Eva Marie Saint—in her first film role, twenty-nine years old but seeming younger, raw-nerved, fragile, blazing—plays Edie. She’s virtually the only woman in the picture, an apparitional beauty—not unlike Brando, for that matter—surrounded by hulking dockworkers, characters named Moose and Truck and Slim. Terry is featured in nearly every scene—Schulberg deftly channels the story through him, tracking his uncertainty, his growing sense of shame and responsibility—and he shares more screen time with Edie than with any other character. Saint holds her own with Brando, matching him moment for moment. In their scenes together—Kazan’s favorite scenes in the film, he said—we see impossible distances closing between two people separated by barriers of temperament, breeding, guilt, grief, and fear.
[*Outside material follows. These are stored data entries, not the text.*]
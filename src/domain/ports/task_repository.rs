//! Task repository port.

use async_trait::async_trait;
use uuid::Uuid;

use crate::domain::errors::DomainResult;
use crate::domain::models::Task;

#[derive(Debug, Clone, Default)]
pub struct TaskFilter {
    pub epic_id: Option<Uuid>,
    pub done: Option<bool>,
}

#[async_trait]
pub trait TaskRepository: Send + Sync {
    async fn create(&self, task: &Task) -> DomainResult<()>;
    async fn get(&self, id: Uuid) -> DomainResult<Option<Task>>;
    async fn update(&self, task: &Task) -> DomainResult<()>;
    async fn delete(&self, id: Uuid) -> DomainResult<()>;
    async fn list(&self, filter: TaskFilter) -> DomainResult<Vec<Task>>;
    /// All pending (not-`done`) tasks for a project, across every epic —
    /// the input to the Dependency Resolver and Plan Builder.
    async fn list_pending_for_project(&self, project_id: Uuid) -> DomainResult<Vec<Task>>;
}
In the central, heartbreaking bar scene, the movie settles into a volley of “simple” over-the-shoulder shots and close-ups, during which Brando and Saint register attraction and resistance, yearning and bitterness. [ EDIE: Isn’t everybody part of everybody else? TERRY: You really believe that drool? EDIE: Yes, I do.] These lines trump the earnest Christian sermonizing that Father Barry unloads elsewhere in the film, and they set the stage for the sacrifice that Terry doesn’t yet realize he’s capable of. And it’s here, in the bar, that Saint lowers her face and her voice sinks to a moan—“Can you please help me, for God’s sake?”—and Brando, cupping his chin in his hand, reveals a matching anguish—“I’d like to help, but there’s nothin’ I can do”—and Leonard Bernstein’s music kicks in, his first and only film score, crystallizing their tenderness, their pain; and Edie touches Terry’s face—“You would if you could”—and forgives him. The scene is simply one of the absolute glories of American filmmaking.